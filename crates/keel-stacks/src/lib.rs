//! Stack builders for Keel.
//!
//! A foundation stack holds the shared resources (network, database, secret,
//! registry, cluster, load balancer). Application stacks resolve its outputs
//! through [`StackResolver`] and attach themselves to the shared listener
//! with a rule from [`RuleGenerator`].

pub mod application;
mod apply;
pub mod foundation;
pub mod resolver;
pub mod routing;

pub use application::{ApplicationBuilder, Deployment};
pub use foundation::{FoundationBuilder, FoundationPlan};
pub use resolver::StackResolver;
pub use routing::{RoutingPolicy, RuleGenerator};
//! One-time media storage selection.

use keel_config::{MediaBackendConfig, MediaConfig};
use keel_core::storage::MediaStorage;
use keel_core::{Error, Result};
use std::sync::{Arc, OnceLock};
use tracing::info;

use crate::{HostedBlobStorage, LocalDiskStorage, ObjectStoreStorage};

/// Picks the media storage provider once and hands out the same instance afterwards.
///
/// Configuration changes after the first selection are not observed.
#[derive(Default)]
pub struct StorageSelector {
    selected: OnceLock<Arc<dyn MediaStorage>>,
}

impl StorageSelector {
    pub fn new() -> Self {
        Self::default()
    }

    /// Select from the process environment.
    pub fn select_from_env(&self) -> Result<Arc<dyn MediaStorage>> {
        self.select(|key| std::env::var(key).ok())
    }

    /// Select from a key lookup, or return the provider already selected.
    pub fn select<F>(&self, lookup: F) -> Result<Arc<dyn MediaStorage>>
    where
        F: Fn(&str) -> Option<String>,
    {
        if let Some(storage) = self.selected.get() {
            return Ok(storage.clone());
        }

        let config = MediaConfig::from_lookup(lookup).map_err(Error::from)?;
        let storage = build(&config)?;
        info!(provider = storage.name(), "Selected media storage");

        // A concurrent caller may have won; everyone gets the first stored provider.
        let _ = self.selected.set(storage);
        self.selected
            .get()
            .cloned()
            .ok_or_else(|| Error::Internal("media storage selection lost".to_string()))
    }

    /// The provider selected so far, if any.
    pub fn selected(&self) -> Option<Arc<dyn MediaStorage>> {
        self.selected.get().cloned()
    }
}

/// Construct the provider described by `config`.
pub fn build(config: &MediaConfig) -> Result<Arc<dyn MediaStorage>> {
    let storage: Arc<dyn MediaStorage> = match &config.backend {
        MediaBackendConfig::LocalDisk {
            root,
            public_prefix,
        } => Arc::new(LocalDiskStorage::new(root.clone(), public_prefix.clone())),
        MediaBackendConfig::ObjectStore { bucket, endpoint } => {
            Arc::new(ObjectStoreStorage::new(bucket.clone(), endpoint.clone()))
        }
        MediaBackendConfig::HostedBlob { token, api_url } => {
            Arc::new(HostedBlobStorage::new(token.clone(), api_url.clone())?)
        }
    };
    Ok(storage)
}

#[cfg(test)]
mod tests {
    use super::*;
    use keel_config::media::{BLOB_READ_WRITE_TOKEN, MEDIA_BUCKET_NAME};

    fn lookup(pairs: &'static [(&'static str, &'static str)]) -> impl Fn(&str) -> Option<String> {
        move |key| {
            pairs
                .iter()
                .find(|(k, _)| *k == key)
                .map(|(_, v)| v.to_string())
        }
    }

    #[test]
    fn test_selects_by_signal() {
        let cases: [(&'static [(&str, &str)], &str); 3] = [
            (&[], "local"),
            (&[(MEDIA_BUCKET_NAME, "blog-media")], "object-store"),
            (&[(BLOB_READ_WRITE_TOKEN, "vercel_blob_rw_store_secret")], "hosted-blob"),
        ];
        for (pairs, expected) in cases {
            let selector = StorageSelector::new();
            assert_eq!(selector.select(lookup(pairs)).unwrap().name(), expected);
        }
    }

    #[test]
    fn test_both_signals_are_a_selection_error() {
        let selector = StorageSelector::new();
        let err = selector
            .select(lookup(&[
                (MEDIA_BUCKET_NAME, "blog-media"),
                (BLOB_READ_WRITE_TOKEN, "vercel_blob_rw_store_secret"),
            ]))
            .err()
            .unwrap();
        assert!(matches!(err, Error::ProviderSelection(_)));
        assert!(selector.selected().is_none());
    }

    #[test]
    fn test_selection_is_fixed_after_first_use() {
        let selector = StorageSelector::new();
        let first = selector.select(lookup(&[])).unwrap();
        let second = selector
            .select(lookup(&[(MEDIA_BUCKET_NAME, "blog-media")]))
            .unwrap();
        assert!(Arc::ptr_eq(&first, &second));
        assert_eq!(second.name(), "local");
    }

    #[test]
    fn test_invalid_token_fails_selection() {
        let selector = StorageSelector::new();
        assert!(
            selector
                .select(lookup(&[(BLOB_READ_WRITE_TOKEN, "not-a-token")]))
                .is_err()
        );
    }
}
------------------------------------
Problem to work on:
Type the data out again, exactly.

Solution:
filename crates/keel-stacks/src/lib.rs
//! Stack builders for Keel.
//!
//! A foundation stack holds the shared resources (network, database, secret,
//! registry, cluster, load balancer). Application stacks resolve its outputs
//! through [`StackResolver`] and attach themselves to the shared listener
//! with a rule from [`RuleGenerator`].

pub mod application;
mod apply;
pub mod foundation;
pub mod resolver;
pub mod routing;

pub use application::{ApplicationBuilder, Deployment};
pub use foundation::{FoundationBuilder, FoundationPlan};
pub use resolver::StackResolver;
pub use routing::{RoutingPolicy, RuleGenerator};
//! One-time media storage selection.

use keel_config::{MediaBackendConfig, MediaConfig};
use keel_core::storage::MediaStorage;
use keel_core::{Error, Result};
use std::sync::{Arc, OnceLock};
use tracing::info;

use crate::{HostedBlobStorage, LocalDiskStorage, ObjectStoreStorage};

/// Picks the media storage provider once and hands out the same instance afterwards.
///
/// Configuration changes after the first selection are not observed.
#[derive(Default)]
pub struct StorageSelector {
    selected: OnceLock<Arc<dyn MediaStorage>>,
}

impl StorageSelector {
    pub fn new() -> Self {
        Self::default()
    }

    /// Select from the process environment.
    pub fn select_from_env(&self) -> Result<Arc<dyn MediaStorage>> {
        self.select(|key| std::env::var(key).ok())
    }

    /// Select from a key lookup, or return the provider already selected.
    pub fn select<F>(&self, lookup: F) -> Result<Arc<dyn MediaStorage>>
    where
        F: Fn(&str) -> Option<String>,
    {
        if let Some(storage) = self.selected.get() {
            return Ok(storage.clone());
        }

        let config = MediaConfig::from_lookup(lookup).map_err(Error::from)?;
        let storage = build(&config)?;
        info!(provider = storage.name(), "Selected media storage");

        // A concurrent caller may have won; everyone gets the first stored provider.
        let _ = self.selected.set(storage);
        self.selected
            .get()
            .cloned()
            .ok_or_else(|| Error::Internal("media storage selection lost".to_string()))
    }

    /// The provider selected so far, if any.
    pub fn selected(&self) -> Option<Arc<dyn MediaStorage>> {
        self.selected.get().cloned()
    }
}

/// Construct the provider described by `config`.
pub fn build(config: &MediaConfig) -> Result<Arc<dyn MediaStorage>> {
    let storage: Arc<dyn MediaStorage> = match &config.backend {
        MediaBackendConfig::LocalDisk {
            root,
            public_prefix,
        } => Arc::new(LocalDiskStorage::new(root.clone(), public_prefix.clone())),
        MediaBackendConfig::ObjectStore { bucket, endpoint } => {
            Arc::new(ObjectStoreStorage::new(bucket.clone(), endpoint.clone()))
        }
        MediaBackendConfig::HostedBlob { token, api_url } => {
            Arc::new(HostedBlobStorage::new(token.clone(), api_url.clone())?)
        }
    };
    Ok(storage)
}

#[cfg(test)]
mod tests {
    use super::*;
    use keel_config::media::{BLOB_READ_WRITE_TOKEN, MEDIA_BUCKET_NAME};

    fn lookup(pairs: &'static [(&'static str, &'static str)]) -> impl Fn(&str) -> Option<String> {
        move |key| {
            pairs
                .iter()
                .find(|(k, _)| *k == key)
                .map(|(_, v)| v.to_string())
        }
    }

    #[test]
    fn test_selects_by_signal() {
        let cases: [(&'static [(&str, &str)], &str); 3] = [
            (&[], "local"),
            (&[(MEDIA_BUCKET_NAME, "blog-media")], "object-store"),
            (&[(BLOB_READ_WRITE_TOKEN, "vercel_blob_rw_store_secret")], "hosted-blob"),
        ];
        for (pairs, expected) in cases {
            let selector = StorageSelector::new();
            assert_eq!(selector.select(lookup(pairs)).unwrap().name(), expected);
        }
    }

    #[test]
    fn test_both_signals_are_a_selection_error() {
        let selector = StorageSelector::new();
        let err = selector
            .select(lookup(&[
                (MEDIA_BUCKET_NAME, "blog-media"),
                (BLOB_READ_WRITE_TOKEN, "vercel_blob_rw_store_secret"),
            ]))
            .err()
            .unwrap();
        assert!(matches!(err, Error::ProviderSelection(_)));
        assert!(selector.selected().is_none());
    }

    #[test]
    fn test_selection_is_fixed_after_first_use() {
        let selector = StorageSelector::new();
        let first = selector.select(lookup(&[])).unwrap();
        let second = selector
            .select(lookup(&[(MEDIA_BUCKET_NAME, "blog-media")]))
            .unwrap();
        assert!(Arc::ptr_eq(&first, &second));
        assert_eq!(second.name(), "local");
    }

    #[test]
    fn test_invalid_token_fails_selection() {
        let selector = StorageSelector::new();
        assert!(
            selector
                .select(lookup(&[(BLOB_READ_WRITE_TOKEN, "not-a-token")]))
                .is_err()
        );
    }
}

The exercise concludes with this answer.